The Protozoa Kingdom
Protozoa are microscopic, single-celled eukaryotic organisms whose DNA is enclosed within a membrane-bound nucleus. They are often described as animal-like due to their heterotrophic feeding behaviour. Examples include amoebae, ciliates, sporozoans, and flagellates.
Historically, protozoa were grouped within a broad category known as Protista. More recent classifications tend to separate these organisms into Protozoa and Chromista, reflecting differences in their cellular structure and nutritional strategies.
The Chromista Kingdom
Chromista includes single-celled and multicellular eukaryotic organisms that possess plastids enabling photosynthesis. This kingdom includes groups such as diatoms, brown algae, and certain red and green algae. Many chromists are primary producers in aquatic ecosystems and play a fundamental role in global carbon cycling and oxygen production.

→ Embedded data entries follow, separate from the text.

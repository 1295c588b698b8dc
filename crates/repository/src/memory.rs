use std::sync::Arc;

use async_trait::async_trait;
use chrono::Utc;
use tokio::sync::RwLock;

use crate::{
    MessageEnvelope, RepositoryError, Result,
    repository::{
        ANY_POSITION, Repository, validate_category_read, validate_envelope_for_write,
        validate_expected_position, validate_stream_read,
    },
};

/// In-memory repository implementation for testing.
///
/// Stores all envelopes in memory and provides the same interface and
/// position-assignment behavior as the PostgreSQL implementation.
#[derive(Clone, Default)]
pub struct InMemoryRepository {
    messages: Arc<RwLock<Vec<MessageEnvelope>>>,
}

impl InMemoryRepository {
    /// Creates a new empty in-memory repository.
    pub fn new() -> Self {
        Self::default()
    }

    /// Creates a repository seeded with the given envelopes.
    ///
    /// Positions are assigned as if each envelope had been written in order.
    pub fn with_messages(messages: Vec<MessageEnvelope>) -> Self {
        let mut stored: Vec<MessageEnvelope> = Vec::with_capacity(messages.len());
        for message in messages {
            let mut message = message;
            message.position = stream_head(&stored, &message.stream_name) + 1;
            message.global_position = stored.len() as i64 + 1;
            stored.push(message);
        }
        Self {
            messages: Arc::new(RwLock::new(stored)),
        }
    }

    /// Returns the total number of messages stored.
    pub async fn message_count(&self) -> usize {
        self.messages.read().await.len()
    }

    /// Clears all messages.
    pub async fn clear(&self) {
        self.messages.write().await.clear();
    }

    async fn append(&self, message: &MessageEnvelope, expected_position: Option<i64>) -> Result<()> {
        validate_envelope_for_write(message)?;

        let mut store = self.messages.write().await;
        let head = stream_head(&store, &message.stream_name);

        if let Some(expected) = expected_position
            && expected != ANY_POSITION
            && expected != head
        {
            return Err(RepositoryError::VersionConflict {
                stream: message.stream_name.clone(),
                expected,
            });
        }

        let global = store.iter().map(|m| m.global_position).max().unwrap_or(0) + 1;
        let mut stored = message.clone();
        stored.position = head + 1;
        stored.global_position = global;
        stored.time = Utc::now();
        store.push(stored);

        Ok(())
    }
}

fn stream_head(store: &[MessageEnvelope], stream_name: &str) -> i64 {
    store
        .iter()
        .filter(|m| m.stream_name == stream_name)
        .map(|m| m.position)
        .max()
        .unwrap_or(0)
}

#[async_trait]
impl Repository for InMemoryRepository {
    async fn write_message(&self, message: &MessageEnvelope) -> Result<()> {
        self.append(message, None).await
    }

    async fn write_message_with_expected_position(
        &self,
        message: &MessageEnvelope,
        expected_position: i64,
    ) -> Result<()> {
        validate_expected_position(expected_position)?;
        self.append(message, Some(expected_position)).await
    }

    async fn get_all_messages_in_stream(
        &self,
        stream_name: &str,
        batch_size: i64,
    ) -> Result<Vec<MessageEnvelope>> {
        self.get_all_messages_in_stream_since(stream_name, 0, batch_size)
            .await
    }

    async fn get_all_messages_in_stream_since(
        &self,
        stream_name: &str,
        since_version: i64,
        batch_size: i64,
    ) -> Result<Vec<MessageEnvelope>> {
        validate_stream_read(stream_name, batch_size)?;

        let store = self.messages.read().await;
        let mut messages: Vec<_> = store
            .iter()
            .filter(|m| m.stream_name == stream_name && m.position >= since_version)
            .cloned()
            .collect();
        messages.sort_by_key(|m| m.position);
        messages.truncate(batch_size as usize);
        Ok(messages)
    }

    async fn get_all_messages_in_category(
        &self,
        category: &str,
        batch_size: i64,
    ) -> Result<Vec<MessageEnvelope>> {
        self.get_all_messages_in_category_since(category, 0, batch_size)
            .await
    }

    async fn get_all_messages_in_category_since(
        &self,
        category: &str,
        since_global_position: i64,
        batch_size: i64,
    ) -> Result<Vec<MessageEnvelope>> {
        validate_category_read(category, batch_size)?;

        let store = self.messages.read().await;
        let mut messages: Vec<_> = store
            .iter()
            .filter(|m| {
                m.stream_category == category && m.global_position >= since_global_position
            })
            .cloned()
            .collect();
        messages.sort_by_key(|m| m.global_position);
        messages.truncate(batch_size as usize);
        Ok(messages)
    }

    async fn get_last_message_in_stream(
        &self,
        stream_name: &str,
    ) -> Result<Option<MessageEnvelope>> {
        if stream_name.is_empty() {
            return Err(RepositoryError::InvalidStreamName);
        }

        let store = self.messages.read().await;
        Ok(store
            .iter()
            .filter(|m| m.stream_name == stream_name)
            .max_by_key(|m| m.position)
            .cloned())
    }
}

Biodiversity and the Garden Ecosystem
A glance at the kingdoms described above reveals that our knowledge tends to diminish as organisms become smaller and less visible. Plants and animals, being more conspicuous and aesthetically appealing, receive the most attention. Fungi are often noticed through their striking and sometimes colourful fruiting bodies. The remaining kingdoms, made up largely of microscopic organisms, are less understood and frequently overlooked.
Yet these less visible forms of life are essential to the functioning of healthy ecosystems. In wildlife-friendly gardens, bacteria, fungi, protozoa, and archaea underpin soil health, nutrient cycling, and plant resilience. An appreciation of biodiversity therefore extends beyond what we can easily see, reminding us that thoughtful gardening practices support a vast and interconnected web of life.